Supplied material:
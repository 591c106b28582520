//! HTTP RPC surface for a sprint validator.
//!
//! One axum router exposes transaction ingress, peer vote propagation, the
//! recovery-info snapshot and basic observability. Every ingress handler
//! returns before any peer broadcast happens: accepted votes are queued onto
//! an outbound channel the node's broadcaster drains.

mod error;
mod handlers;
mod routes;
mod server;

pub use error::RpcError;
pub use handlers::RpcState;
pub use routes::create_router;
pub use server::{RpcServer, RpcServerConfig, RpcServerError, RpcServerHandle};
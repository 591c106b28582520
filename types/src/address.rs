//! Account addresses.

use serde::{Deserialize, Serialize};
use std::fmt;

/// Address of the recovery contract: the sentinel recipient that marks a
/// transaction as a recovery rather than a payment. It is not derived from
/// any key; no funds can ever be spent from it.
const RECOVERY_SENTINEL: &str = "sprt_recovery";

/// A public-key-derived account address (`sprt_` prefix, base32 body with
/// checksum, see `sprint_crypto::derive_address`).
///
/// Stored as its canonical string form. The sentinel recovery address is the
/// only address that does not correspond to a key.
#[derive(Clone, PartialEq, Eq, Hash, PartialOrd, Ord, Serialize, Deserialize)]
pub struct Address(String);

impl Address {
    pub fn new(s: impl Into<String>) -> Self {
        Self(s.into())
    }

    pub fn as_str(&self) -> &str {
        &self.0
    }

    /// The fixed sentinel recipient for recovery transactions.
    pub fn recovery_sentinel() -> Self {
        Self(RECOVERY_SENTINEL.to_string())
    }

    pub fn is_recovery_sentinel(&self) -> bool {
        self.0 == RECOVERY_SENTINEL
    }
}

impl fmt::Display for Address {
    fn fmt(&self, f: &mut fmt::Formatter<'_>) -> fmt::Result {
        f.write_str(&self.0)
    }
}

impl fmt::Debug for Address {
    fn fmt(&self, f: &mut fmt::Formatter<'_>) -> fmt::Result {
        write!(f, "Address({})", self.0)
    }
}
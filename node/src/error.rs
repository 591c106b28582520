use sprint_types::ParamsError;
use thiserror::Error;

#[derive(Debug, Error)]
pub enum NodeError {
    #[error("configuration error: {0}")]
    Config(String),

    #[error("invalid protocol parameters: {0}")]
    Params(#[from] ParamsError),

    #[error("RPC server error: {0}")]
    Rpc(#[from] sprint_rpc::RpcServerError),
}
//! Ed25519 key generation.

use ed25519_dalek::SigningKey;
use rand::rngs::OsRng;
use sprint_types::{KeyPair, PrivateKey, PublicKey};

/// Generate a new Ed25519 key pair from the OS random source.
pub fn generate_keypair() -> KeyPair {
    let signing = SigningKey::generate(&mut OsRng);
    KeyPair {
        public: PublicKey(signing.verifying_key().to_bytes()),
        private: PrivateKey(signing.to_bytes()),
    }
}

/// Derive a key pair deterministically from a 32-byte seed.
///
/// Used by tests and dev deployments; production keys come from
/// `generate_keypair`.
pub fn keypair_from_seed(seed: &[u8; 32]) -> KeyPair {
    let signing = SigningKey::from_bytes(seed);
    KeyPair {
        public: PublicKey(signing.verifying_key().to_bytes()),
        private: PrivateKey(signing.to_bytes()),
    }
}

/// Derive the public key from a private key.
pub fn public_from_private(private: &PrivateKey) -> PublicKey {
    let signing = SigningKey::from_bytes(&private.0);
    PublicKey(signing.verifying_key().to_bytes())
}

/// Reconstruct a full key pair from a private key.
pub fn keypair_from_private(private: PrivateKey) -> KeyPair {
    let public = public_from_private(&private);
    KeyPair { public, private }
}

Assigned task:
Exact duplication is required for the lines above, from the line that contains "spent from it." to the line that contains "pub fn keypair_from_seed(seed: &[u8;", inclusive; omit all others.

Task output:
/// any key; no funds can ever be spent from it.
const RECOVERY_SENTINEL: &str = "sprt_recovery";

/// A public-key-derived account address (`sprt_` prefix, base32 body with
/// checksum, see `sprint_crypto::derive_address`).
///
/// Stored as its canonical string form. The sentinel recovery address is the
/// only address that does not correspond to a key.
#[derive(Clone, PartialEq, Eq, Hash, PartialOrd, Ord, Serialize, Deserialize)]
pub struct Address(String);

impl Address {
    pub fn new(s: impl Into<String>) -> Self {
        Self(s.into())
    }

    pub fn as_str(&self) -> &str {
        &self.0
    }

    /// The fixed sentinel recipient for recovery transactions.
    pub fn recovery_sentinel() -> Self {
        Self(RECOVERY_SENTINEL.to_string())
    }

    pub fn is_recovery_sentinel(&self) -> bool {
        self.0 == RECOVERY_SENTINEL
    }
}

impl fmt::Display for Address {
    fn fmt(&self, f: &mut fmt::Formatter<'_>) -> fmt::Result {
        f.write_str(&self.0)
    }
}

impl fmt::Debug for Address {
    fn fmt(&self, f: &mut fmt::Formatter<'_>) -> fmt::Result {
        write!(f, "Address({})", self.0)
    }
}
filename node/src/error.rs
repository 591c106b28582520
use sprint_types::ParamsError;
use thiserror::Error;

#[derive(Debug, Error)]
pub enum NodeError {
    #[error("configuration error: {0}")]
    Config(String),

    #[error("invalid protocol parameters: {0}")]
    Params(#[from] ParamsError),

    #[error("RPC server error: {0}")]
    Rpc(#[from] sprint_rpc::RpcServerError),
}
//! Ed25519 key generation.

use ed25519_dalek::SigningKey;
use rand::rngs::OsRng;
use sprint_types::{KeyPair, PrivateKey, PublicKey};

/// Generate a new Ed25519 key pair from the OS random source.
pub fn generate_keypair() -> KeyPair {
    let signing = SigningKey::generate(&mut OsRng);
    KeyPair {
        public: PublicKey(signing.verifying_key().to_bytes()),
        private: PrivateKey(signing.to_bytes()),
    }
}

/// Derive a key pair deterministically from a 32-byte seed.
///
/// Used by tests and dev deployments; production keys come from
/// `generate_keypair`.
pub fn keypair_from_seed(seed: &[u8; 32]) -> KeyPair {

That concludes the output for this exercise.